TravellaLog is a blogging software designed to write a travel blog. Your travel blog that runs everywhere and independent of a commercial service.



What you don't easily get with standard blogging solutions:

  • Runs anywhere. Your blog can be stored on a simple free webspace provider or run from your local hard drive (i.e. no application server or database needed)
  • You're not dependent on a commercial service to store your postings, pictures and videos which may shutdown at some point in the future. Your travel experiences will be available forever.
  • You could even burn your blog on DVD!
  • You can store pictures and movies in perfect quality.
  • Google Earth integration! You can store geo coordinates for each blog post. You can then display your journey on a map.
  • Possibility to write private entries which are not visible to anyone (not even the server admin).

Quick start

Getting started with the TravellaLog software is easy. Just

  • download the latest release
  • open the web/index.html in your web browser

To add or modify entries look into web/public_journal/journal.xml. The journal.xml is described in the documentation.

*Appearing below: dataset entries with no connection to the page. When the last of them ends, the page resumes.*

// SPDX-License-Identifier: MPL-2.0
//
// This Source Code Form is subject to the terms of the Mozilla Public
// License, v. 2.0.  If a copy of the MPL was not distributed with this
// file, You can obtain one at http://mozilla.org/MPL/2.0/.
//
// Copyright 2024 dsnparse contributors
use claims::{assert_err_eq, assert_ok};
use dsnparse::{
    parse_environ, parse_environ_with, parse_environs, parse_environs_with, DsnError, Overrides,
    ParseResult,
};

use crate::{get_environment, AResult};

#[test]
fn test_parse_environ() -> AResult<()> {
    let mut env = get_environment();
    env.set("DSNPARSE_CI_SINGLE", "scheme://user:pw@host:1234/db");

    let r = parse_environ("DSNPARSE_CI_SINGLE")?;
    assert_eq!(r.hostname().as_deref(), Some("host"));
    assert_eq!(r.port(), Some(1234));
    assert_eq!(r.database(), "db");
    Ok(())
}

#[test]
fn test_parse_environ_missing() {
    let mut env = get_environment();
    env.remove("DSNPARSE_CI_MISSING");

    assert_err_eq!(
        parse_environ("DSNPARSE_CI_MISSING"),
        DsnError::MissingEnvironmentVariable("DSNPARSE_CI_MISSING".to_string())
    );
}

#[test]
fn test_parse_environ_with_overrides() -> AResult<()> {
    let mut env = get_environment();
    env.set("DSNPARSE_CI_OVERRIDE", "host=envhost port=1");

    let overrides = Overrides::new().with("port", 2).with_default("dbname", "fallback");
    let r: ParseResult = parse_environ_with("DSNPARSE_CI_OVERRIDE", &overrides)?;
    assert_eq!(r.hostname().as_deref(), Some("envhost"));
    assert_eq!(r.port(), Some(2));
    assert_eq!(r.database(), "fallback");
    Ok(())
}

#[test]
fn test_parse_environs() -> AResult<()> {
    let mut env = get_environment();
    env.set("DSNPARSE_CI_MULTI_1", "scheme://one/db1");
    env.set("DSNPARSE_CI_MULTI_2", "scheme://two/db2");
    env.set("DSNPARSE_CI_MULTI_3", "scheme://three/db3");
    env.set("DSNPARSE_CI_MULTI_5", "scheme://five/db5");

    let results = parse_environs("DSNPARSE_CI_MULTI")?;
    let hosts: Vec<String> = results
        .iter()
        .filter_map(|r| r.hostname().map(|h| h.into_owned()))
        .collect();
    assert_eq!(hosts, ["one", "two", "three"]);
    Ok(())
}

#[test]
fn test_parse_environs_plain_and_zero() -> AResult<()> {
    let mut env = get_environment();
    env.set("DSNPARSE_CI_ZERO", "scheme://plain");
    env.set("DSNPARSE_CI_ZERO_0", "scheme://zero");
    env.set("DSNPARSE_CI_ZERO_1", "scheme://one");

    let results = parse_environs("DSNPARSE_CI_ZERO")?;
    let hosts: Vec<String> = results
        .iter()
        .filter_map(|r| r.hostname().map(|h| h.into_owned()))
        .collect();
    assert_eq!(hosts, ["plain", "zero", "one"]);
    Ok(())
}

#[test]
fn test_parse_environs_none_set() {
    let _env = get_environment();
    let results = assert_ok!(parse_environs("DSNPARSE_CI_NOTHING_HERE"));
    assert!(results.is_empty());
}

#[test]
fn test_parse_environs_bad_dsn() {
    let mut env = get_environment();
    env.set("DSNPARSE_CI_BAD_1", "scheme://host/db");
    env.set("DSNPARSE_CI_BAD_2", "not a dsn");

    assert_err_eq!(
        parse_environs_with::<ParseResult>("DSNPARSE_CI_BAD", &Overrides::new()),
        DsnError::NoDialectMatch("not a dsn".to_string())
    );
}
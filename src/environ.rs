// SPDX-License-Identifier: MPL-2.0
//
// This Source Code Form is subject to the terms of the Mozilla Public
// License, v. 2.0.  If a copy of the MPL was not distributed with this
// file, You can obtain one at http://mozilla.org/MPL/2.0/.
//
// Copyright 2024 dsnparse contributors

//! Parse DSNs stored in environment variables.
//!
//! ```text
//! export FOO_DSN=scheme://host/db
//! export FOO_DSN_1=scheme://host1/db1
//! export FOO_DSN_2=scheme://host2/db2
//! ```
//!
//! [`parse_environs`] with prefix `FOO_DSN` finds all three.

use std::{
    collections::HashMap,
    env::{self, VarError},
    ffi::{OsStr, OsString},
};

use crate::{
    fields::merge::Overrides,
    result::{parse_with, ParseResult},
    DsnError, DsnResult,
};

/// Parse the DSN in environment variable `name`.
pub fn parse_environ(name: &str) -> DsnResult<ParseResult> {
    parse_environ_with(name, &Overrides::default())
}

/// Parse the DSN in environment variable `name`, combined with the given
/// [`Overrides`].
pub fn parse_environ_with<T: From<ParseResult>>(
    name: &str,
    overrides: &Overrides,
) -> DsnResult<T> {
    let dsn = match env::var(name) {
        Ok(dsn) => dsn,
        Err(VarError::NotPresent) => {
            return Err(DsnError::MissingEnvironmentVariable(name.to_string()))
        }
        Err(VarError::NotUnicode(_)) => return Err(DsnError::NotUnicode(name.to_string())),
    };
    parse_with(&dsn, overrides).map(T::from)
}

/// Parse the DSNs in environment variable `prefix` and in `prefix_1`,
/// `prefix_2`, and so on, up to the first number that is missing.
/// Numbering may also start at `prefix_0`.
///
/// Finding nothing is not an error, the result is then empty.
pub fn parse_environs(prefix: &str) -> DsnResult<Vec<ParseResult>> {
    parse_environs_with(prefix, &Overrides::default())
}

pub fn parse_environs_with<T: From<ParseResult>>(
    prefix: &str,
    overrides: &Overrides,
) -> DsnResult<Vec<T>> {
    let snapshot = Snapshot::take();
    let mut results = vec![];
    for (name, dsn) in collect_environs(prefix, |name| snapshot.get(name))? {
        debug!("found DSN in environment variable {name}");
        results.push(parse_with(&dsn, overrides).map(T::from)?);
    }
    Ok(results)
}

/// The process environment at one moment in time, so that a scan over
/// numbered variables sees a consistent picture.
struct Snapshot(HashMap<OsString, OsString>);

impl Snapshot {
    fn take() -> Self {
        Snapshot(env::vars_os().collect())
    }

    fn get(&self, name: &str) -> DsnResult<Option<String>> {
        match self.0.get(OsStr::new(name)) {
            None => Ok(None),
            Some(value) => match value.to_str() {
                Some(s) => Ok(Some(s.to_string())),
                None => Err(DsnError::NotUnicode(name.to_string())),
            },
        }
    }
}

/// Find `prefix`, then `prefix_0` or `prefix_1` and their successors,
/// returning (name, value) pairs in discovery order.
fn collect_environs(
    prefix: &str,
    lookup: impl Fn(&str) -> DsnResult<Option<String>>,
) -> DsnResult<Vec<(String, String)>> {
    let mut found = vec![];
    if let Some(value) = lookup(prefix)? {
        found.push((prefix.to_string(), value));
    }

    let numbered = |n: usize| format!("{prefix}_{n}");
    let mut n = if lookup(&numbered(0))?.is_some() { 0 } else { 1 };
    loop {
        let name = numbered(n);
        let Some(value) = lookup(&name)? else {
            break;
        };
        found.push((name, value));
        n += 1;
    }
    Ok(found)
}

If you'd like to make modification to the look & feel of your blog look into the web/user directory. You can change the design in web/user/user.css. Keeping you changes in the web/user directory will make it easier for you to update the blog software at a later point.

How it works

  • Entries (blog posts) are stored in a simple XML file. Thus, your data is easily accessible and not hidden in some complex format (you could use XSLT to convert your travel blog into any format you like).
  • Implemented with the Google Web Toolkit (GWT). This means the blog runs completely with java script and no server components like databases, application server etc. are required. The blog runs on free web space providers, from your local hard disk, DVD etc.
  • Entries are organized in journals. For instance, one could have a public and a private journal. A journal is a directory containing the XML file with the journal's blog entries and associated pictures and movies. In order to protect a private journal you could use .htaccess on it's directory. The easiest and safest way to make sure that your private journal is not publicly accessible, is to not upload the directory to the web server at all.